[Opening Available data section]

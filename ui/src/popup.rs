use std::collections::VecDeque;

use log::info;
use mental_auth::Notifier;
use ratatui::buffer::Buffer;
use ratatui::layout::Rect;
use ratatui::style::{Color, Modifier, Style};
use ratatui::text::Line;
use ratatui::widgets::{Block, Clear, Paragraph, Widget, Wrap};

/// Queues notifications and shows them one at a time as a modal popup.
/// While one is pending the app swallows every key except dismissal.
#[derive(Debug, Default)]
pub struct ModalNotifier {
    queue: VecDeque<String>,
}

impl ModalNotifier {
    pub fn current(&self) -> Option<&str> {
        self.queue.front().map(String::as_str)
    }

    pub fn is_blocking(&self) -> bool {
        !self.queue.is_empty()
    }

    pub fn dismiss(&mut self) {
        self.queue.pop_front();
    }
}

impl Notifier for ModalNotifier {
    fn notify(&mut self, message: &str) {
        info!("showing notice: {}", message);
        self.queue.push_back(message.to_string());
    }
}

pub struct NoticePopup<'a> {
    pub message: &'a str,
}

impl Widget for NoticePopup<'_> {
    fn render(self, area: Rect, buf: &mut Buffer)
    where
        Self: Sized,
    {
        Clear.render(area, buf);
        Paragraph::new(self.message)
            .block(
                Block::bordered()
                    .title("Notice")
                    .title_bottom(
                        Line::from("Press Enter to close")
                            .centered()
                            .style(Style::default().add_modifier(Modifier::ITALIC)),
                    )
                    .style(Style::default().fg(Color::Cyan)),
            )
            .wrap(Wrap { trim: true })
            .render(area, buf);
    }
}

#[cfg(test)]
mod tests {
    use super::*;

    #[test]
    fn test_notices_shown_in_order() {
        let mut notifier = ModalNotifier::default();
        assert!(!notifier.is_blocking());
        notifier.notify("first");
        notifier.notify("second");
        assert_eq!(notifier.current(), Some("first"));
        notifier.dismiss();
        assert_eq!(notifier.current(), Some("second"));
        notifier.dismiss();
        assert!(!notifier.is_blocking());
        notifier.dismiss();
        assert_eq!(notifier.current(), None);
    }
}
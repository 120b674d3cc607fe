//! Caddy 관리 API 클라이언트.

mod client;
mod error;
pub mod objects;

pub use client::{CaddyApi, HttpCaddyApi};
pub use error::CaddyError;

[Closing Available data section]
[Opening Available data section]

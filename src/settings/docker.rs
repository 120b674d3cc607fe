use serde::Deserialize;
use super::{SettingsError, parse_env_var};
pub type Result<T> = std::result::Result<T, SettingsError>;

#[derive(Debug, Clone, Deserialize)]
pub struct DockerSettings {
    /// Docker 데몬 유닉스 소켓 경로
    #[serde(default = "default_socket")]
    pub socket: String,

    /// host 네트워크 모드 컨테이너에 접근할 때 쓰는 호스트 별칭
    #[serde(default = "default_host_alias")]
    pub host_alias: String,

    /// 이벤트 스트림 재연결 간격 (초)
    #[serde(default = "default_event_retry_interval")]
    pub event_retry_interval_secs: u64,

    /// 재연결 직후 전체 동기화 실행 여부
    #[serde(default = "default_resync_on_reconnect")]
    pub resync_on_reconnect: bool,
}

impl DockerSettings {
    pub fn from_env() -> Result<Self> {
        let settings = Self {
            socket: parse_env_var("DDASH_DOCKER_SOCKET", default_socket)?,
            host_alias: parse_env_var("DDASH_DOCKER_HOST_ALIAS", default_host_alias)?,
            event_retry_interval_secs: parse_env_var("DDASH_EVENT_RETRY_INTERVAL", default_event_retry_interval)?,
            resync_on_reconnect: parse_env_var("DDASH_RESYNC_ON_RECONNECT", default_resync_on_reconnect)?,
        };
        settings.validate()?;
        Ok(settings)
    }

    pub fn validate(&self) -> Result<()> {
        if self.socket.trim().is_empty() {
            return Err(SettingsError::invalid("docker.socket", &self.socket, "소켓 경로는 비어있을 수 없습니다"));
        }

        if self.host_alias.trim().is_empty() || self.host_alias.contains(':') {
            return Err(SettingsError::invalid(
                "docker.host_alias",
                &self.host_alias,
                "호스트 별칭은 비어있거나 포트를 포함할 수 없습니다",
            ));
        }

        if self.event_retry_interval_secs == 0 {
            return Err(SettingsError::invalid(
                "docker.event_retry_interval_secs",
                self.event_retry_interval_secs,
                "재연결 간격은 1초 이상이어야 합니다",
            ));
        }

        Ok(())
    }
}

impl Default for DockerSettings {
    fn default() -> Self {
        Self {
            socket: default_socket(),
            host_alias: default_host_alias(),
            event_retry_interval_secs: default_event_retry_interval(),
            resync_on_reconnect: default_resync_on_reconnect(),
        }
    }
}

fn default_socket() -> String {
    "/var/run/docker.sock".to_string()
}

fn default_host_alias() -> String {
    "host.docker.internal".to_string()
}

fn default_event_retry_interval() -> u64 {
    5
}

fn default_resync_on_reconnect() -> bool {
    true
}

[Closing Available data section]
[Opening Available data section]

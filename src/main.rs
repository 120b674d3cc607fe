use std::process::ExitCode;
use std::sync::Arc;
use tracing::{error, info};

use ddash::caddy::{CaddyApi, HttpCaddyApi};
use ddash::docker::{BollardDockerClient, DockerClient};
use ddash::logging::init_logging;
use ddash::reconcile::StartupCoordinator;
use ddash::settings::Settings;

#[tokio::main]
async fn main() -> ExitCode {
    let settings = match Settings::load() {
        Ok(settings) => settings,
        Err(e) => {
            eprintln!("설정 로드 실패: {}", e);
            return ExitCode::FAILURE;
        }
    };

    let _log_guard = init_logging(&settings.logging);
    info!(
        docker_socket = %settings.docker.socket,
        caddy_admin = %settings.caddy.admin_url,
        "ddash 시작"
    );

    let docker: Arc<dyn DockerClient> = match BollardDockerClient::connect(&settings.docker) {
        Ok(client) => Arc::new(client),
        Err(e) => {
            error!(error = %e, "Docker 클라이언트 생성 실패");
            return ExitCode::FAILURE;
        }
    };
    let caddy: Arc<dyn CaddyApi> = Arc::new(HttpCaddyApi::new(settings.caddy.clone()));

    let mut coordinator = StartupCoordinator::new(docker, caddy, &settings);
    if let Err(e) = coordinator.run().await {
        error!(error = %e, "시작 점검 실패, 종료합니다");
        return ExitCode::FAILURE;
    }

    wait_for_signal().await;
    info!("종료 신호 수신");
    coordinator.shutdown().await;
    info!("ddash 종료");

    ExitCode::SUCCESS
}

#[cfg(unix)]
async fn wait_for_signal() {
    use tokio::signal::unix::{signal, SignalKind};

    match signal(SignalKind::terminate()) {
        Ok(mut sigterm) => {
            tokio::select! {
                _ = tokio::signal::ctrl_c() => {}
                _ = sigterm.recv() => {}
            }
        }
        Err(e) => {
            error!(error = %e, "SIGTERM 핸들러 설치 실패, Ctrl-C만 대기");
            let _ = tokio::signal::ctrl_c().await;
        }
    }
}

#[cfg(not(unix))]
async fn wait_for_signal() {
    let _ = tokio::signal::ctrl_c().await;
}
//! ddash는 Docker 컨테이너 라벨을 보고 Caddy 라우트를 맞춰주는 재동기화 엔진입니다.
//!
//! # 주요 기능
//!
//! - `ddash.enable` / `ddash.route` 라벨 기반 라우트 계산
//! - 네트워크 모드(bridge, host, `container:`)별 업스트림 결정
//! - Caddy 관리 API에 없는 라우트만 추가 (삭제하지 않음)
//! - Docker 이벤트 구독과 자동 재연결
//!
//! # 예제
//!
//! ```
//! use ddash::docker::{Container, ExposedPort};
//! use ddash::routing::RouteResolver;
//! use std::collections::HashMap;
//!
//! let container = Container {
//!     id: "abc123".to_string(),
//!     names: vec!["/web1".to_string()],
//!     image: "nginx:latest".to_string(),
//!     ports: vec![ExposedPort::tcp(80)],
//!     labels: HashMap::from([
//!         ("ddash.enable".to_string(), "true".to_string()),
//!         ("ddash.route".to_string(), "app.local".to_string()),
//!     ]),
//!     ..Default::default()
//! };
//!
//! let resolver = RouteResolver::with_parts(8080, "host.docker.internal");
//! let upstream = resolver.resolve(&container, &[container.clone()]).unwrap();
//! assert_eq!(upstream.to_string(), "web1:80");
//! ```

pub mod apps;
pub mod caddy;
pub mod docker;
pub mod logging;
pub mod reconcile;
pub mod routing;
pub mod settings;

[Closing Available data section]

Where a line of the records includes "Widget", copy it.

▸ **Response to the task**:
use ratatui::widgets::{Block, Clear, Paragraph, Widget, Wrap};
impl Widget for NoticePopup<'_> {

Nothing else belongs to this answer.